Jeriann: The Tralfamadorians, existing perpetually, fully accept that things die (so it goes) and that death is not a bad thing. They accept this to the extent that they don’t try to change things, even the end of the universe. In his time travels, Billy never makes any attempt to change outcomes, even ones that upset him. This is consistent with the idea of lack of free will, but I think it hurts the anti-war message. I don’t want to be told about all the atrocities of war and then be told there’s nothing we can do to fix it. I don’t think that’s a useful perspective. Sure, there is always going to be corruption, but I don’t believe that means we can’t make improvements. I would have loved if this novel offered some sort of a way forward, but I do see many reasons why Vonnegut could have chosen not to do that.

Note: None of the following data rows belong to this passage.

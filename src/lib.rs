//! # Cheapo Bot Library
//!
//! A Discord economy bot with:
//! - Per-user coin balances and peer-to-peer transfers
//! - Gambling mini-games with configurable payout rules
//! - A coin reward every ten messages
//! - PostgreSQL persistence, or an in-memory store for development
//!
//! ## Architecture
//!
//! The crate follows Clean Architecture principles:
//!
//! - **Domain Layer**: Ledger entities, repository traits and services
//! - **Application Layer**: Use cases mapping results to chat replies
//! - **Infrastructure Layer**: Postgres repositories, in-memory store, metrics
//! - **Presentation Layer**: Command parsing, Discord events, ops HTTP routes
//!
//! ## Module Structure
//!
//! ```text
//! cheapo_bot/
//! +-- config/         Configuration management
//! +-- domain/         Entities, value objects, services and traits
//! +-- application/    Use cases and DTOs
//! +-- infrastructure/ Database, memory store and metrics
//! +-- presentation/   Commands, events, Discord adapter, health routes
//! +-- shared/         Common error type
//! ```

// Configuration module
pub mod config;

// Domain layer - Core business logic
pub mod domain;

// Application layer - Use cases
pub mod application;

// Infrastructure layer - External implementations
pub mod infrastructure;

// Presentation layer - Discord and HTTP adapters
pub mod presentation;

// Shared utilities
pub mod shared;

// Application startup and wiring
pub mod startup;

// Telemetry and observability
pub mod telemetry;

Bethany: So, now we can add “fatalistic” to our list of things this book is…I get that it’s a satire, so the point is to be a little absurd. And I actually like some satirical works, like articles in The Onion, etc. Maybe my problem is that a book is too long for satire when all it does is point out flaws instead of offering solutions. If I’m being honest, I might read this book again when I’m in a different frame of mind (AKA not obsessively reading every romance novel I can get my hands on) because I imagine that will change my perspective. Maybe I’ll come back to it in 5…10…okay, 20 years…
Jeriann: I did think early on in the book that this illustrated how to exist as an anti-war person, but not really how to stop war itself. Vonnegut writes the book to express his outrage, not because he thinks it will have a measurable impact.
Overall, Slaughterhouse-Five is an artfully written criticism of war, and worth reading if you’re in the mood for a lot of thinking and a certain level of dissatisfaction. It’s clear why this is the Vonnegut novel that secured his place in the literary canon, and most of the messages still feel pertinent today. One of the quotes that hit the hardest was “America is the wealthiest nation on Earth, but its people are mainly poor, and poor Americans are urged to hate themselves. To quote the American humorist Kin Hubbard, ‘It ain’t no disgrace to be poor, but it might as well be.’ It is in fact a crime for an American to be poor, even though America is a nation of poor.” Earlier, we mentioned that this was a World War II novel, but it’s really a commentary on war and society in general that uses World War II to illustrate its points.